-- Input follows --
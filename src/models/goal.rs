use chrono::{DateTime, NaiveDate, Utc};
use serde::{Deserialize, Serialize};
use sqlx::{FromRow, Type};
use uuid::Uuid;

use crate::calculator::{days_remaining, is_achieved, progress_percentage};
use crate::models::validation::{
    ensure_date_order, ensure_non_negative, ensure_not_blank, ensure_positive, ValidationResult,
};

#[derive(Debug, Clone, Copy, PartialEq, Eq, Serialize, Deserialize, Type)]
#[sqlx(type_name = "goal_type", rename_all = "snake_case")]
#[serde(rename_all = "snake_case")]
pub enum GoalType {
    Steps,          // Total steps over the goal window
    CaloriesBurned, // Calories burned by logged workouts
    Workouts,       // Number of logged workouts
    Distance,       // Workout distance in km
    ActiveMinutes,  // Workout duration in minutes
    Weight,         // Manually tracked body weight
    Custom,         // User-defined, manually tracked
}

impl GoalType {
    pub fn default_unit(&self) -> Option<&'static str> {
        match self {
            GoalType::Steps => Some("steps"),
            GoalType::CaloriesBurned => Some("kcal"),
            GoalType::Workouts => Some("workouts"),
            GoalType::Distance => Some("km"),
            GoalType::ActiveMinutes => Some("minutes"),
            GoalType::Weight => Some("kg"),
            GoalType::Custom => None,
        }
    }

    /// Goals whose progress can be derived from logged activity
    pub fn is_tracked(&self) -> bool {
        !matches!(self, GoalType::Weight | GoalType::Custom)
    }
}

#[derive(Debug, Clone, Copy, PartialEq, Eq, Serialize, Deserialize, Type)]
#[sqlx(type_name = "goal_status", rename_all = "snake_case")]
#[serde(rename_all = "snake_case")]
pub enum GoalStatus {
    Active,
    Completed,
    Paused,
    Cancelled,
}

#[derive(Debug, Clone, Serialize, Deserialize, FromRow)]
pub struct Goal {
    pub id: Uuid,
    pub user_id: Uuid,
    pub title: String,
    pub description: Option<String>,
    pub goal_type: GoalType,
    pub target_value: f64,
    pub current_value: f64,
    pub unit: Option<String>,
    pub start_date: NaiveDate,
    pub end_date: Option<NaiveDate>,
    pub status: GoalStatus,
    pub achieved_at: Option<DateTime<Utc>>,
    pub created_at: DateTime<Utc>,
    pub updated_at: DateTime<Utc>,
}

impl Goal {
    pub fn progress_percentage(&self) -> f64 {
        progress_percentage(self.current_value, self.target_value)
    }

    pub fn is_achieved(&self) -> bool {
        is_achieved(self.current_value, self.target_value)
    }

    /// Last day counted towards tracked progress
    pub fn window_end(&self, today: NaiveDate) -> NaiveDate {
        match self.end_date {
            Some(end) if end < today => end,
            _ => today,
        }
    }
}

#[derive(Debug, Clone, Deserialize)]
pub struct CreateGoalRequest {
    pub title: String,
    pub description: Option<String>,
    pub goal_type: GoalType,
    pub target_value: f64,
    pub unit: Option<String>,
    pub start_date: Option<NaiveDate>,
    pub end_date: Option<NaiveDate>,
}

const UNIT_MAX_LEN: usize = 32;

impl CreateGoalRequest {
    pub fn validate(&self, today: NaiveDate) -> ValidationResult {
        ensure_not_blank("title", &self.title, 255)?;
        if let Some(unit) = &self.unit {
            ensure_not_blank("unit", unit, UNIT_MAX_LEN)?;
        }
        ensure_positive("target_value", self.target_value)?;
        ensure_date_order(self.start_date.unwrap_or(today), self.end_date)
    }
}

#[derive(Debug, Clone, Default, Deserialize)]
pub struct UpdateGoalRequest {
    pub title: Option<String>,
    pub description: Option<String>,
    pub target_value: Option<f64>,
    pub unit: Option<String>,
    pub end_date: Option<NaiveDate>,
    pub status: Option<GoalStatus>,
}

impl UpdateGoalRequest {
    pub fn validate(&self, start_date: NaiveDate) -> ValidationResult {
        if let Some(title) = &self.title {
            ensure_not_blank("title", title, 255)?;
        }
        if let Some(unit) = &self.unit {
            ensure_not_blank("unit", unit, UNIT_MAX_LEN)?;
        }
        if let Some(target) = self.target_value {
            ensure_positive("target_value", target)?;
        }
        ensure_date_order(start_date, self.end_date)
    }
}

#[derive(Debug, Clone, Serialize, Deserialize, FromRow)]
pub struct GoalProgress {
    pub id: Uuid,
    pub goal_id: Uuid,
    pub value: f64,
    pub recorded_on: NaiveDate,
    pub note: Option<String>,
    pub created_at: DateTime<Utc>,
}

#[derive(Debug, Clone, Deserialize)]
pub struct RecordProgressRequest {
    /// New absolute value of the goal metric
    pub value: f64,
    pub recorded_on: Option<NaiveDate>,
    pub note: Option<String>,
}

impl RecordProgressRequest {
    pub fn validate(&self) -> ValidationResult {
        ensure_non_negative("value", self.value)
    }
}

#[derive(Debug, Default, Deserialize)]
pub struct GoalQuery {
    pub status: Option<GoalStatus>,
    pub goal_type: Option<GoalType>,
}

/// Goal with its derived progress figures
#[derive(Debug, Clone, Serialize)]
pub struct GoalView {
    #[serde(flatten)]
    pub goal: Goal,
    pub progress_percentage: f64,
    pub achieved: bool,
    pub days_remaining: Option<i64>,
}

impl GoalView {
    pub fn new(goal: Goal, today: NaiveDate) -> Self {
        let progress_percentage = goal.progress_percentage();
        let achieved = goal.is_achieved();
        let days_remaining = goal.end_date.map(|end| days_remaining(end, today));

        Self {
            goal,
            progress_percentage,
            achieved,
            days_remaining,
        }
    }
}

#[derive(Debug, Serialize)]
pub struct GoalProgressHistory {
    pub goal: GoalView,
    pub entries: Vec<GoalProgress>,
}

#[derive(Debug, Serialize)]
pub struct GoalsSummary {
    pub total_goals: usize,
    pub active_goals: usize,
    pub completed_goals: usize,
    pub paused_goals: usize,
    pub cancelled_goals: usize,
    pub completion_rate: f64,
}

impl GoalsSummary {
    pub fn from_goals(goals: &[Goal]) -> Self {
        let count = |status: GoalStatus| goals.iter().filter(|g| g.status == status).count();

        let total_goals = goals.len();
        let completed_goals = count(GoalStatus::Completed);
        let completion_rate = if total_goals > 0 {
            (completed_goals as f64 / total_goals as f64) * 100.0
        } else {
            0.0
        };

        Self {
            total_goals,
            active_goals: count(GoalStatus::Active),
            completed_goals,
            paused_goals: count(GoalStatus::Paused),
            cancelled_goals: count(GoalStatus::Cancelled),
            completion_rate,
        }
    }
}

#[cfg(test)]
mod tests {
    use super::*;

    fn goal(current: f64, target: f64, status: GoalStatus) -> Goal {
        let now = Utc::now();
        Goal {
            id: Uuid::new_v4(),
            user_id: Uuid::new_v4(),
            title: "Walk more".to_string(),
            description: None,
            goal_type: GoalType::Steps,
            target_value: target,
            current_value: current,
            unit: Some("steps".to_string()),
            start_date: NaiveDate::from_ymd_opt(2024, 5, 1).unwrap(),
            end_date: Some(NaiveDate::from_ymd_opt(2024, 5, 31).unwrap()),
            status,
            achieved_at: None,
            created_at: now,
            updated_at: now,
        }
    }

    #[test]
    fn test_goal_view_progress() {
        let today = NaiveDate::from_ymd_opt(2024, 5, 21).unwrap();
        let view = GoalView::new(goal(50_000.0, 200_000.0, GoalStatus::Active), today);

        assert_eq!(view.progress_percentage, 25.0);
        assert!(!view.achieved);
        assert_eq!(view.days_remaining, Some(10));
    }

    #[test]
    fn test_goal_view_serializes_flat() {
        let today = NaiveDate::from_ymd_opt(2024, 5, 21).unwrap();
        let view = GoalView::new(goal(250.0, 200.0, GoalStatus::Completed), today);
        let json = serde_json::to_value(&view).unwrap();

        assert_eq!(json["title"], "Walk more");
        assert_eq!(json["status"], "completed");
        assert_eq!(json["progress_percentage"], 100.0);
        assert_eq!(json["achieved"], true);
    }

    #[test]
    fn test_window_end_caps_at_end_date() {
        let g = goal(0.0, 1.0, GoalStatus::Active);
        let during = NaiveDate::from_ymd_opt(2024, 5, 10).unwrap();
        let after = NaiveDate::from_ymd_opt(2024, 6, 10).unwrap();

        assert_eq!(g.window_end(during), during);
        assert_eq!(g.window_end(after), NaiveDate::from_ymd_opt(2024, 5, 31).unwrap());
    }

    #[test]
    fn test_create_validation() {
        let today = NaiveDate::from_ymd_opt(2024, 5, 1).unwrap();
        let mut request = CreateGoalRequest {
            title: "10k steps".to_string(),
            description: None,
            goal_type: GoalType::Steps,
            target_value: 10_000.0,
            unit: None,
            start_date: None,
            end_date: Some(NaiveDate::from_ymd_opt(2024, 5, 31).unwrap()),
        };
        assert!(request.validate(today).is_ok());

        request.target_value = 0.0;
        assert_eq!(request.validate(today).unwrap_err().field, "target_value");

        request.target_value = 10.0;
        request.end_date = Some(NaiveDate::from_ymd_opt(2024, 4, 1).unwrap());
        assert_eq!(request.validate(today).unwrap_err().field, "end_date");
    }

    #[test]
    fn test_unit_length_is_bounded() {
        let today = NaiveDate::from_ymd_opt(2024, 5, 1).unwrap();
        let mut request = CreateGoalRequest {
            title: "Swim".to_string(),
            description: None,
            goal_type: GoalType::Custom,
            target_value: 20.0,
            unit: Some("x".repeat(32)),
            start_date: None,
            end_date: None,
        };
        assert!(request.validate(today).is_ok());

        request.unit = Some("x".repeat(40));
        assert_eq!(request.validate(today).unwrap_err().field, "unit");

        let update = UpdateGoalRequest {
            unit: Some("x".repeat(40)),
            ..Default::default()
        };
        assert_eq!(update.validate(today).unwrap_err().field, "unit");

        let blank = UpdateGoalRequest {
            unit: Some("  ".to_string()),
            ..Default::default()
        };
        assert_eq!(blank.validate(today).unwrap_err().field, "unit");
    }

    #[test]
    fn test_summary_completion_rate() {
        let goals = vec![
            goal(1.0, 1.0, GoalStatus::Completed),
            goal(0.0, 1.0, GoalStatus::Active),
            goal(0.0, 1.0, GoalStatus::Active),
            goal(0.0, 1.0, GoalStatus::Cancelled),
        ];
        let summary = GoalsSummary::from_goals(&goals);

        assert_eq!(summary.total_goals, 4);
        assert_eq!(summary.active_goals, 2);
        assert_eq!(summary.completed_goals, 1);
        assert_eq!(summary.cancelled_goals, 1);
        assert_eq!(summary.completion_rate, 25.0);

        assert_eq!(GoalsSummary::from_goals(&[]).completion_rate, 0.0);
    }

    #[test]
    fn test_tracked_goal_types() {
        assert!(GoalType::Steps.is_tracked());
        assert!(GoalType::ActiveMinutes.is_tracked());
        assert!(!GoalType::Weight.is_tracked());
        assert!(!GoalType::Custom.is_tracked());
        assert_eq!(GoalType::Distance.default_unit(), Some("km"));
    }
}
-- Input concluded --
Task directions
Repeat only the lines above, from the first line of the entries through the line that contains "pub enum GoalType", including both ends.

Problem solution
filename src/models/goal.rs
use chrono::{DateTime, NaiveDate, Utc};
use serde::{Deserialize, Serialize};
use sqlx::{FromRow, Type};
use uuid::Uuid;

use crate::calculator::{days_remaining, is_achieved, progress_percentage};
use crate::models::validation::{
    ensure_date_order, ensure_non_negative, ensure_not_blank, ensure_positive, ValidationResult,
};

#[derive(Debug, Clone, Copy, PartialEq, Eq, Serialize, Deserialize, Type)]
#[sqlx(type_name = "goal_type", rename_all = "snake_case")]
#[serde(rename_all = "snake_case")]
pub enum GoalType {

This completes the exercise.